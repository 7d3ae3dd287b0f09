//! New bill routes - Form page, receipt upload, submission

pub mod api;
pub mod page;

pub use api::{htmx_file_change, htmx_new_bill_store};
pub use page::page_new_bill;
//! Error types for billed-api

use axum::http::StatusCode;
use axum::response::{IntoResponse, Response};
use axum::Json;
use billed_core::{CoreError, ErrorCode};
use thiserror::Error;

#[derive(Error, Debug)]
pub enum ApiError {
    #[error("{0}")]
    Core(#[from] CoreError),
}

impl ApiError {
    pub fn status(&self) -> StatusCode {
        match self {
            ApiError::Core(e) => match e.code() {
                ErrorCode::FetchError | ErrorCode::UploadFailure | ErrorCode::SubmitFailure => {
                    StatusCode::BAD_GATEWAY
                }
                ErrorCode::NotSupported => StatusCode::METHOD_NOT_ALLOWED,
                _ => StatusCode::UNPROCESSABLE_ENTITY,
            },
        }
    }
}

impl IntoResponse for ApiError {
    fn into_response(self) -> Response {
        let status = self.status();
        let body = match self {
            ApiError::Core(ref e) => serde_json::to_value(e.to_details()).unwrap_or_default(),
        };
        log::warn!("request failed with {}: {}", status, body);
        (status, Json(body)).into_response()
    }
}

----

## EXERCISE AIM
Every record here must be output exactly, word for word.

## FINISHED EXERCISE
repository 7d3ae3dd287b0f09
//! New bill routes - Form page, receipt upload, submission

pub mod api;
pub mod page;

pub use api::{htmx_file_change, htmx_new_bill_store};
pub use page::page_new_bill;
//! Error types for billed-api

use axum::http::StatusCode;
use axum::response::{IntoResponse, Response};
use axum::Json;
use billed_core::{CoreError, ErrorCode};
use thiserror::Error;

#[derive(Error, Debug)]
pub enum ApiError {
    #[error("{0}")]
    Core(#[from] CoreError),
}

impl ApiError {
    pub fn status(&self) -> StatusCode {
        match self {
            ApiError::Core(e) => match e.code() {
                ErrorCode::FetchError | ErrorCode::UploadFailure | ErrorCode::SubmitFailure => {
                    StatusCode::BAD_GATEWAY
                }
                ErrorCode::NotSupported => StatusCode::METHOD_NOT_ALLOWED,
                _ => StatusCode::UNPROCESSABLE_ENTITY,
            },
        }
    }
}

impl IntoResponse for ApiError {
    fn into_response(self) -> Response {
        let status = self.status();
        let body = match self {
            ApiError::Core(ref e) => serde_json::to_value(e.to_details()).unwrap_or_default(),
        };
        log::warn!("request failed with {}: {}", status, body);
        (status, Json(body)).into_response()
    }
}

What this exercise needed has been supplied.